I'm an ENTP (so yes this is pointless), and I do have to say, my INTP friend is much better about actually getting things done and being responsible than I am. I procrastinate far more than she does.


----------



## Kingdom Crusader (Jan 4, 2012)

If going to school, work and taking care of a small child is lazy.... I guess I'm guilty...


----------



## starscream430 (Jan 14, 2014)

I definitely know that I'm quite motivated to get excellent results since I'm in college trying to eke out a good career. However, I tend to be constantly disappointed in myself because I maintain high standards for my work...


----------



## smokeafish (Jun 21, 2014)

Yeah I've got mad procrastination skills. Personally though I don't really see it as being tht much of a negative. This may be against the general cosensus but think of how much less the world would have if not for there having been a number of intps who would rather sit and think through a problem instead of wasting time doing what "they're supposed to."


----------



## Scelerat (Oct 21, 2012)

Any statistician will tell you that in every population you have outliers.


----------



## Lurianar (Apr 17, 2013)

Solrac026 said:


> I have to agree wholeheartedly. We tend to procrastinate on stuff that we are forced to do. On the other hand, we have the power of obsession, which is where we would like to drop everything, shut everyone else out, and just focus on one thing. I think this is truly where the power of an INTP lies.
> 
> Unfortunately, this is difficult to do as one gets older. We have to work, we have to take care of ourselves or others, and the day to day responsibilities just kills our ability to obsess and master new things.

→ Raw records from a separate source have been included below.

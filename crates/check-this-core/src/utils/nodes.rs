//! Syntax-tree traversal helpers shared by rules.
//!
//! Traversal is expressed as an iterator with an explicit stack so rules can
//! filter and map over nodes instead of recursing with captured state.

use tree_sitter::Node;

/// Pre-order, depth-first iterator over a node and its named descendants.
///
/// Children are visited in source order. The starting node is yielded first.
pub struct Preorder<'tree> {
    stack: Vec<Node<'tree>>,
}

impl<'tree> Iterator for Preorder<'tree> {
    type Item = Node<'tree>;

    fn next(&mut self) -> Option<Self::Item> {
        let node = self.stack.pop()?;
        let mut cursor = node.walk();
        let children: Vec<Node<'tree>> = node.named_children(&mut cursor).collect();
        self.stack.extend(children.into_iter().rev());
        Some(node)
    }
}

/// Walks `node` and all of its named descendants in pre-order.
#[must_use]
pub fn preorder(node: Node<'_>) -> Preorder<'_> {
    Preorder { stack: vec![node] }
}

/// Named children of `node`, in source order.
#[must_use]
pub fn named_children(node: Node<'_>) -> Vec<Node<'_>> {
    let mut cursor = node.walk();
    node.named_children(&mut cursor).collect()
}

/// First named child whose kind is one of `kinds`.
#[must_use]
pub fn first_child_of_kind<'tree>(node: Node<'tree>, kinds: &[&str]) -> Option<Node<'tree>> {
    let mut cursor = node.walk();
    let found = node
        .named_children(&mut cursor)
        .find(|child| kinds.contains(&child.kind()));
    found
}

/// Named children that represent code rather than comments.
#[must_use]
pub fn statements(block: Node<'_>) -> Vec<Node<'_>> {
    named_children(block)
        .into_iter()
        .filter(|child| child.kind() != "comment")
        .collect()
}

#[cfg(test)]
mod tests {
    use super::*;
    use crate::language::{Language, TreeProducer, TreeSitterProducer};

    #[test]
    fn preorder_visits_parents_before_children_in_source_order() {
        let src = b"a = 1\nb = 2\n";
        let tree = TreeSitterProducer.parse(Language::Python, src).unwrap();
        let kinds: Vec<&str> = preorder(tree.root_node()).map(|n| n.kind()).collect();
        assert_eq!(
            kinds,
            vec![
                "module",
                "expression_statement",
                "assignment",
                "identifier",
                "integer",
                "expression_statement",
                "assignment",
                "identifier",
                "integer",
            ]
        );
    }

    #[test]
    fn statements_skip_comments() {
        let src = b"try {\n  x();\n} catch (e) {\n  // ignored\n}\n";
        let tree = TreeSitterProducer.parse(Language::JavaScript, src).unwrap();
        let catch = preorder(tree.root_node())
            .find(|n| n.kind() == "catch_clause")
            .unwrap();
        let body = catch.child_by_field_name("body").unwrap();
        assert_eq!(named_children(body).len(), 1);
        assert!(statements(body).is_empty());
        assert_eq!(
            first_child_of_kind(catch, &["statement_block"]).map(|n| n.id()),
            Some(body.id())
        );
    }
}
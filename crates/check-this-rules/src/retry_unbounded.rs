//! Rule to flag infinite-shaped loops with no exit or backoff.
//!
//! # Rationale
//!
//! `while True:` around a failing call retries as fast as the CPU allows.
//! When a dependency is down, every client doing this turns into load.
//!
//! # Detected Patterns
//!
//! A `while` / `for` / `do` loop whose condition is empty, `true` or `1`
//! (ignoring parentheses and a trailing `;`), and whose body contains none of:
//!
//! - a `break` or `return`
//! - a call whose callee mentions `sleep`, `backoff`, `delay` or `setTimeout`

use check_this_core::utils::{first_child_of_kind, preorder};
use check_this_core::{
    node_range, Diagnostic, Language, Rule, RuleContext, RuleError, RuleMeta, Severity,
};
use tree_sitter::Node;

/// Rule id for retry.unbounded.
pub const ID: &str = "retry.unbounded";

const META: RuleMeta = RuleMeta {
    default_severity: Severity::Warning,
    tags: &["reliability", "retries"],
    short: "Retry loop lacks limits/backoff",
    long: "Unbounded retries can overload dependencies during outages.",
    docs_url: Some("https://github.com/barthollomew/check-this/blob/main/docs/rules.md#retryunbounded"),
};

const PYTHON_LOOPS: &[&str] = &["while_statement"];
const JS_LOOPS: &[&str] = &["while_statement", "for_statement", "do_statement"];

/// Lowercased callee fragments that count as waiting between attempts.
const BACKOFF_HINTS: &[&str] = &["sleep", "backoff", "delay", "settimeout"];

/// Flags loops that can spin forever without pausing.
#[derive(Debug, Clone, Copy, Default)]
pub struct RetryUnbounded;

impl RetryUnbounded {
    /// Creates the rule.
    #[must_use]
    pub fn new() -> Self {
        Self
    }
}

impl Rule for RetryUnbounded {
    fn id(&self) -> &'static str {
        ID
    }

    fn meta(&self) -> &'static RuleMeta {
        &META
    }

    fn supports(&self, language: Language) -> bool {
        matches!(
            language,
            Language::Python | Language::JavaScript | Language::TypeScript
        )
    }

    fn run(&self, ctx: &RuleContext<'_>) -> Result<Vec<Diagnostic>, RuleError> {
        let (loops, message, explanation) = if ctx.language.is_js_family() {
            (
                JS_LOOPS,
                "Potential unbounded retry loop",
                "Add max attempts or backoff to avoid hammering dependencies during failures.",
            )
        } else {
            (
                PYTHON_LOOPS,
                "Retry loop without cap or backoff",
                "Infinite retries can amplify outages; add max attempts and backoff.",
            )
        };

        let mut diagnostics = Vec::new();
        for node in preorder(ctx.root).filter(|n| loops.contains(&n.kind())) {
            let condition = ctx.text_of(node.child_by_field_name("condition"))?;
            if !is_always_true(condition) {
                continue;
            }
            let Some(body) = loop_body(node) else {
                continue;
            };
            if is_bounded(ctx, body)? {
                continue;
            }
            diagnostics.push(
                Diagnostic::new(message, node_range(node)).with_explanation(explanation),
            );
        }
        Ok(diagnostics)
    }
}

fn loop_body(node: Node<'_>) -> Option<Node<'_>> {
    node.child_by_field_name("body")
        .or_else(|| first_child_of_kind(node, &["block", "statement_block"]))
}

/// Whether a loop condition reads as "forever".
fn is_always_true(condition: &str) -> bool {
    let mut text = condition.trim();
    text = text.strip_suffix(';').unwrap_or(text).trim_end();
    while let Some(inner) = text.strip_prefix('(').and_then(|t| t.strip_suffix(')')) {
        text = inner.trim();
    }
    text.is_empty() || text.eq_ignore_ascii_case("true") || text == "1"
}

/// True if the body can leave the loop or waits between iterations.
fn is_bounded(ctx: &RuleContext<'_>, body: Node<'_>) -> Result<bool, RuleError> {
    for node in preorder(body) {
        match node.kind() {
            "break_statement" | "return_statement" => return Ok(true),
            "call" | "call_expression" => {
                let callee = ctx
                    .text_of(node.child_by_field_name("function"))?
                    .to_lowercase();
                if BACKOFF_HINTS.iter().any(|hint| callee.contains(hint)) {
                    return Ok(true);
                }
            }
            _ => {}
        }
    }
    Ok(false)
}
//! Inline suppression markers.
//!
//! Two markers are recognized anywhere on a line, whatever the comment syntax
//! of the analyzed language:
//!
//! ```text
//! # check-this: disable=errors.swallowed, net.no_timeout
//! // check-this: disable-line=retry.unbounded
//! ```
//!
//! `disable=` silences the listed rules for the whole file, including lines
//! before the marker. `disable-line=` silences them on the marker's line only.

use std::collections::{BTreeSet, HashMap};

/// Marker that suppresses rules for the entire file.
pub const FILE_MARKER: &str = "check-this: disable=";

/// Marker that suppresses rules on its own line.
///
/// A check-this addition on top of [`FILE_MARKER`]; the file-wide marker
/// keeps its meaning when both appear.
pub const LINE_MARKER: &str = "check-this: disable-line=";

/// How a rule is suppressed within one file.
#[derive(Debug, Clone, PartialEq, Eq)]
pub enum Suppression {
    /// Suppressed only on the listed zero-based lines.
    PerLine(BTreeSet<usize>),
    /// Suppressed on every line. `marked_lines` records where markers were.
    FileWide {
        /// Zero-based lines that carried a marker for this rule.
        marked_lines: BTreeSet<usize>,
    },
}

impl Suppression {
    /// Returns true if a finding starting on `line` is suppressed.
    #[must_use]
    pub fn covers(&self, line: usize) -> bool {
        match self {
            Self::PerLine(lines) => lines.contains(&line),
            Self::FileWide { .. } => true,
        }
    }

    fn mark_line(&mut self, line: usize) {
        match self {
            Self::PerLine(lines) | Self::FileWide { marked_lines: lines } => {
                lines.insert(line);
            }
        }
    }

    fn widen(&mut self) {
        if let Self::PerLine(lines) = self {
            *self = Self::FileWide {
                marked_lines: std::mem::take(lines),
            };
        }
    }
}

/// Per-request index of suppressed rules, keyed by rule id.
#[derive(Debug, Clone, Default, PartialEq, Eq)]
pub struct SuppressionIndex {
    rules: HashMap<String, Suppression>,
}

impl SuppressionIndex {
    /// Scans raw source text for suppression markers.
    ///
    /// Never fails: malformed markers contribute nothing.
    #[must_use]
    pub fn extract(source: &[u8]) -> Self {
        let text = String::from_utf8_lossy(source);
        let mut index = Self::default();

        for (line_no, line) in text.split('\n').enumerate() {
            if let Some(ids) = marker_payload(line, LINE_MARKER) {
                for id in parse_rule_ids(ids) {
                    index.entry(id, line_no);
                }
            }
            if let Some(ids) = marker_payload(line, FILE_MARKER) {
                for id in parse_rule_ids(ids) {
                    index.entry(id, line_no).widen();
                }
            }
        }

        index
    }

    fn entry(&mut self, rule_id: &str, line: usize) -> &mut Suppression {
        let suppression = self
            .rules
            .entry(rule_id.to_string())
            .or_insert_with(|| Suppression::PerLine(BTreeSet::new()));
        suppression.mark_line(line);
        suppression
    }

    /// Returns true if `rule_id` is suppressed for a finding starting on `line`.
    #[must_use]
    pub fn is_suppressed(&self, rule_id: &str, line: usize) -> bool {
        self.rules.get(rule_id).is_some_and(|s| s.covers(line))
    }

    /// The suppression recorded for `rule_id`, if any.
    #[must_use]
    pub fn get(&self, rule_id: &str) -> Option<&Suppression> {
        self.rules.get(rule_id)
    }

    /// Returns true if no markers were found.
    #[must_use]
    pub fn is_empty(&self) -> bool {
        self.rules.is_empty()
    }
}

/// Text following `marker` on `line`, if the marker is present.
fn marker_payload<'a>(line: &'a str, marker: &str) -> Option<&'a str> {
    line.find(marker).map(|idx| &line[idx + marker.len()..])
}

fn parse_rule_ids(payload: &str) -> impl Iterator<Item = &str> {
    payload.split(',').map(str::trim).filter(|id| !id.is_empty())
}
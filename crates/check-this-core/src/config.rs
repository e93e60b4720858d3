//! Configuration types for check-this.

use serde::{Deserialize, Serialize};
use std::collections::HashMap;
use std::path::{Path, PathBuf};

use crate::types::Severity;

/// Top-level configuration: per-rule toggles and severity overrides.
///
/// A rule without an entry runs at its default severity.
#[derive(Debug, Clone, Default, PartialEq, Eq, Serialize, Deserialize)]
pub struct Config {
    /// Per-rule configurations, keyed by rule id.
    #[serde(default, skip_serializing_if = "HashMap::is_empty")]
    pub rules: HashMap<String, RuleConfig>,
}

/// Per-rule configuration.
#[derive(Debug, Clone, Copy, Default, PartialEq, Eq, Serialize, Deserialize)]
#[serde(deny_unknown_fields)]
pub struct RuleConfig {
    /// Whether this rule is enabled.
    #[serde(default, skip_serializing_if = "Option::is_none")]
    pub enabled: Option<bool>,

    /// Severity override for this rule.
    #[serde(default, skip_serializing_if = "Option::is_none")]
    pub severity: Option<Severity>,
}

impl Config {
    /// Creates a new default configuration.
    #[must_use]
    pub fn new() -> Self {
        Self::default()
    }

    /// Loads configuration from a file.
    ///
    /// `.json` files are read as JSON, anything else as TOML. An empty or
    /// whitespace-only file yields the default configuration.
    ///
    /// # Errors
    ///
    /// Returns an error if the file cannot be read or parsed.
    pub fn from_file(path: &Path) -> Result<Self, ConfigError> {
        let content = std::fs::read_to_string(path).map_err(|e| ConfigError::Io {
            path: path.to_path_buf(),
            source: e,
        })?;
        if content.trim().is_empty() {
            return Ok(Self::default());
        }
        let is_json = path
            .extension()
            .and_then(|e| e.to_str())
            .is_some_and(|e| e.eq_ignore_ascii_case("json"));
        if is_json {
            Self::parse_json(&content)
        } else {
            Self::parse_toml(&content)
        }
    }

    /// Parses configuration from a JSON string.
    ///
    /// # Errors
    ///
    /// Returns an error if the JSON is invalid.
    pub fn parse_json(content: &str) -> Result<Self, ConfigError> {
        serde_json::from_str(content).map_err(ConfigError::Json)
    }

    /// Parses configuration from a TOML string.
    ///
    /// # Errors
    ///
    /// Returns an error if the TOML is invalid.
    pub fn parse_toml(content: &str) -> Result<Self, ConfigError> {
        toml::from_str(content).map_err(ConfigError::Toml)
    }

    /// Checks if a rule is enabled. Defaults to true when unset.
    #[must_use]
    pub fn is_rule_enabled(&self, rule_id: &str) -> bool {
        self.rules
            .get(rule_id)
            .and_then(|c| c.enabled)
            .unwrap_or(true)
    }

    /// Gets the severity override for a rule.
    #[must_use]
    pub fn rule_severity(&self, rule_id: &str) -> Option<Severity> {
        self.rules.get(rule_id).and_then(|c| c.severity)
    }

    /// Applies `overrides` on top of this configuration, entry by entry.
    #[must_use]
    pub fn merge(&self, overrides: &Self) -> Self {
        let mut rules = self.rules.clone();
        rules.extend(overrides.rules.iter().map(|(k, v)| (k.clone(), *v)));
        Self { rules }
    }
}

/// Configuration errors.
#[derive(Debug, thiserror::Error)]
pub enum ConfigError {
    /// IO error reading config file.
    #[error("Failed to read config file {path}: {source}")]
    Io {
        /// Path that failed to read.
        path: PathBuf,
        /// Underlying IO error.
        source: std::io::Error,
    },

    /// Invalid JSON configuration.
    #[error("Failed to parse config: {0}")]
    Json(#[source] serde_json::Error),

    /// Invalid TOML configuration.
    #[error("Failed to parse config: {0}")]
    Toml(#[source] toml::de::Error),
}
//! # check-this-core
//!
//! Core framework for reliability linting over tree-sitter syntax trees.
//!
//! This crate provides the foundational traits and types for building
//! check-this rules. It includes:
//!
//! - [`Rule`] trait for per-file detectors
//! - [`Engine`] for orchestrating parsing, rule execution, and suppressions
//! - [`Diagnostic`] and [`Output`] for representing findings
//! - [`SuppressionIndex`] for inline `check-this: disable=` markers
//! - [`Config`] for per-rule enablement and severity overrides
//!
//! ## Example
//!
//! ```ignore
//! use check_this_core::{AnalyzeRequest, Engine};
//!
//! let engine = Engine::builder()
//!     .rule(MyRule)
//!     .build();
//!
//! let request = AnalyzeRequest::new("python", source).validate()?;
//! let output = engine.analyze(&request);
//! println!("{}", serde_json::to_string_pretty(&output)?);
//! ```

#![forbid(unsafe_code)]
#![warn(missing_docs)]

mod config;
mod context;
mod engine;
mod language;
mod rule;
mod suppression;
mod types;

/// Utility modules for rule implementations.
pub mod utils;

pub use config::{Config, ConfigError, RuleConfig};
pub use context::{node_range, RuleContext};
pub use engine::{
    AnalyzeRequest, Engine, EngineBuilder, ValidatedRequest, ValidationError, DEFAULT_VERSION,
    PARSE_ERROR_ID,
};
pub use language::{Language, ParseError, TreeProducer, TreeSitterProducer, UnsupportedLanguage};
pub use rule::{Rule, RuleBox, RuleError, RuleMeta};
pub use suppression::{Suppression, SuppressionIndex, FILE_MARKER, LINE_MARKER};
pub use types::{Diagnostic, Output, Position, Range, Severity, Stats};
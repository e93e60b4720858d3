//! Shared output formatting for analysis results.

use anyhow::Result;
use check_this_core::{Diagnostic, Output, Severity};
use miette::{GraphicalReportHandler, GraphicalTheme, LabeledSpan, NamedSource, SourceSpan};
use std::borrow::Cow;
use std::fmt::{self, Display};
use std::io::{IsTerminal, Write};

use crate::OutputFormat;

const STDIN_NAME: &str = "<stdin>";

/// Writes `output` in the requested format. `source` is the analyzed input,
/// used for snippets in the text format.
pub fn write(out: &mut dyn Write, output: &Output, source: &[u8], format: OutputFormat) -> Result<()> {
    match format {
        OutputFormat::Json => write_json(out, output),
        OutputFormat::Text => write_text(out, output, source),
        OutputFormat::Compact => write_compact(out, output),
    }
}

fn write_json(out: &mut dyn Write, output: &Output) -> Result<()> {
    serde_json::to_writer_pretty(&mut *out, output)?;
    writeln!(out)?;
    Ok(())
}

fn write_text(out: &mut dyn Write, output: &Output, source: &[u8]) -> Result<()> {
    let name = output.path.as_deref().unwrap_or(STDIN_NAME);
    let text = snippet_text(source);
    let named = NamedSource::new(name, text.to_string());
    let theme = if std::io::stdout().is_terminal() {
        GraphicalTheme::unicode()
    } else {
        GraphicalTheme::unicode_nocolor()
    };
    let handler = GraphicalReportHandler::new_themed(theme);

    for diagnostic in &output.diagnostics {
        let report = Report::new(diagnostic, &named, &text);
        let mut rendered = String::new();
        handler.render_report(&mut rendered, &report)?;
        writeln!(out, "{rendered}")?;
    }

    let (errors, warnings, infos) = output.count_by_severity();
    writeln!(
        out,
        "Found {errors} error(s), {warnings} warning(s), {infos} info(s) in {name} ({} rules, {}ms)",
        output.stats.rules_run,
        output.stats.parse_ms + output.stats.analyze_ms,
    )?;
    Ok(())
}

/// Decodes `source` for display, one `?` per invalid byte.
///
/// Diagnostic columns are byte offsets into the raw input, so every byte
/// must keep its position in the decoded text.
fn snippet_text(source: &[u8]) -> Cow<'_, str> {
    let mut rest = match std::str::from_utf8(source) {
        Ok(text) => return Cow::Borrowed(text),
        Err(_) => source,
    };
    let mut text = String::with_capacity(source.len());
    loop {
        match std::str::from_utf8(rest) {
            Ok(valid) => {
                text.push_str(valid);
                return Cow::Owned(text);
            }
            Err(err) => {
                let (valid, after) = rest.split_at(err.valid_up_to());
                text.push_str(std::str::from_utf8(valid).unwrap_or_default());
                let bad = err.error_len().unwrap_or(after.len());
                text.push_str(&"?".repeat(bad));
                rest = &after[bad..];
            }
        }
    }
}

fn write_compact(out: &mut dyn Write, output: &Output) -> Result<()> {
    let name = output.path.as_deref().unwrap_or(STDIN_NAME);
    for diagnostic in &output.diagnostics {
        writeln!(out, "{name}:{diagnostic}")?;
    }
    Ok(())
}

/// One diagnostic bound to its source, for miette rendering.
#[derive(Debug)]
struct Report<'a> {
    diagnostic: &'a Diagnostic,
    source: &'a NamedSource<String>,
    span: SourceSpan,
}

impl<'a> Report<'a> {
    fn new(diagnostic: &'a Diagnostic, source: &'a NamedSource<String>, text: &str) -> Self {
        let (offset, len) = diagnostic.range.byte_span(text);
        Self {
            diagnostic,
            source,
            span: SourceSpan::from((offset, len)),
        }
    }
}

impl Display for Report<'_> {
    fn fmt(&self, f: &mut fmt::Formatter<'_>) -> fmt::Result {
        f.write_str(&self.diagnostic.message)
    }
}

impl std::error::Error for Report<'_> {}

impl miette::Diagnostic for Report<'_> {
    fn code<'b>(&'b self) -> Option<Box<dyn Display + 'b>> {
        Some(Box::new(&self.diagnostic.rule_id))
    }

    fn severity(&self) -> Option<miette::Severity> {
        Some(match self.diagnostic.severity {
            Some(Severity::Error) => miette::Severity::Error,
            Some(Severity::Info) => miette::Severity::Advice,
            Some(Severity::Warning) | None => miette::Severity::Warning,
        })
    }

    fn help<'b>(&'b self) -> Option<Box<dyn Display + 'b>> {
        self.diagnostic
            .explanation
            .as_ref()
            .map(|e| Box::new(e) as Box<dyn Display + 'b>)
    }

    fn url<'b>(&'b self) -> Option<Box<dyn Display + 'b>> {
        self.diagnostic
            .docs_url
            .as_ref()
            .map(|u| Box::new(u) as Box<dyn Display + 'b>)
    }

    fn source_code(&self) -> Option<&dyn miette::SourceCode> {
        Some(self.source)
    }

    fn labels(&self) -> Option<Box<dyn Iterator<Item = LabeledSpan> + '_>> {
        let label = if self.diagnostic.tags.is_empty() {
            None
        } else {
            Some(self.diagnostic.tags.join(", "))
        };
        Some(Box::new(std::iter::once(LabeledSpan::new_with_span(
            label, self.span,
        ))))
    }
}
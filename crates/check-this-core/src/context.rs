//! Context handed to rules.

use tree_sitter::Node;

use crate::language::Language;
use crate::rule::RuleError;
use crate::types::{Position, Range};

/// Read-only view of one parsed source file, shared by every rule in a run.
#[derive(Debug, Clone, Copy)]
pub struct RuleContext<'tree> {
    /// Language the source was parsed as.
    pub language: Language,
    /// Root node of the syntax tree.
    pub root: Node<'tree>,
    /// Raw source bytes the tree was built from.
    pub source: &'tree [u8],
}

impl<'tree> RuleContext<'tree> {
    /// Creates a new rule context.
    #[must_use]
    pub fn new(language: Language, root: Node<'tree>, source: &'tree [u8]) -> Self {
        Self {
            language,
            root,
            source,
        }
    }

    /// Source text covered by `node`.
    ///
    /// # Errors
    ///
    /// Returns [`RuleError::InvalidUtf8`] if the node's bytes are not UTF-8.
    pub fn text(&self, node: Node<'_>) -> Result<&'tree str, RuleError> {
        node.utf8_text(self.source)
            .map_err(|source| RuleError::InvalidUtf8 {
                kind: node.kind(),
                line: node.start_position().row,
                source,
            })
    }

    /// Like [`text`](Self::text) for an optional node; `None` yields `""`.
    ///
    /// # Errors
    ///
    /// Returns [`RuleError::InvalidUtf8`] if the node's bytes are not UTF-8.
    pub fn text_of(&self, node: Option<Node<'_>>) -> Result<&'tree str, RuleError> {
        node.map_or(Ok(""), |n| self.text(n))
    }
}

/// Converts a node's span into a [`Range`].
#[must_use]
pub fn node_range(node: Node<'_>) -> Range {
    let start = node.start_position();
    let end = node.end_position();
    Range::new(
        Position::new(start.row, start.column),
        Position::new(end.row, end.column),
    )
}

#[cfg(test)]
mod tests {
    use super::*;
    use crate::language::{TreeProducer, TreeSitterProducer};

    #[test]
    fn text_and_range_follow_node_span() {
        let src = b"x = 1\nfoo(bar)\n";
        let tree = TreeSitterProducer.parse(Language::Python, src).unwrap();
        let ctx = RuleContext::new(Language::Python, tree.root_node(), src);

        let mut cursor = ctx.root.walk();
        let second = ctx.root.named_children(&mut cursor).nth(1).unwrap();
        assert_eq!(ctx.text(second).unwrap(), "foo(bar)");
        assert_eq!(
            node_range(second),
            Range::new(Position::new(1, 0), Position::new(1, 8))
        );
        assert_eq!(ctx.text_of(None).unwrap(), "");
    }

    #[test]
    fn invalid_utf8_is_an_error_not_a_panic() {
        let src: &[u8] = b"x = '\xff'\n";
        let tree = TreeSitterProducer.parse(Language::Python, src).unwrap();
        let ctx = RuleContext::new(Language::Python, tree.root_node(), src);
        let err = ctx.text(ctx.root).unwrap_err();
        assert!(matches!(err, RuleError::InvalidUtf8 { kind: "module", .. }));
    }
}
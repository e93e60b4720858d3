//! Subcommand implementations.

pub mod analyze;
pub mod list_rules;
pub mod output;
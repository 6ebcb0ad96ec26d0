mod cli;
mod commands;
mod config;
mod schema;
mod ui;

use anyhow::Result;
use clap::{CommandFactory, Parser};
use clap_complete::generate;
use cli::{Cli, Command};
use std::io;

/// Global context for the application
pub struct Context {
    pub verbose: u8,
    pub quiet: bool,
}

fn main() -> Result<()> {
    let cli = Cli::parse();

    // Initialize logging based on verbosity
    let log_level = match cli.verbose {
        0 => log::LevelFilter::Warn,
        1 => log::LevelFilter::Info,
        2 => log::LevelFilter::Debug,
        _ => log::LevelFilter::Trace,
    };

    env_logger::Builder::new()
        .filter_level(if cli.quiet {
            log::LevelFilter::Error
        } else {
            log_level
        })
        .format_timestamp(None)
        .init();

    let ctx = Context {
        verbose: cli.verbose,
        quiet: cli.quiet,
    };

    match cli.command {
        Command::Apply(args) => commands::apply::run(&ctx, args),
        Command::Diff(args) => commands::apply::run(&ctx, args.into()),
        Command::Validate { manifest } => commands::validate::run(&ctx, &manifest),
        Command::Completions { shell } => {
            let mut cmd = Cli::command();
            generate(shell, &mut cmd, "kojitag", &mut io::stdout());
            Ok(())
        }
    }
}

I used to do this. When I was still a teenager, I could lock myself in my room, open my favorite game and play until I was with the bests. But with college, the responsibilities started to add up (spending 20+ hours per week on a school project was common) and I now that I have a full time job, I don't do these things anymore. I just don't have the energy to lock myself out and focus on my things, since I spend most of it at my work (which I love at the company I wanted to work, so it's not so much a chore but an opportunity). I still play the games I used to, but I'm definitely not as invested as I used to be and sometime, when I recall what I was able to do, I get pissed and wonder if a lifetime of work is worth the loss of the freedom I used to have. But as long that I like my job, this issue will remain unresolved.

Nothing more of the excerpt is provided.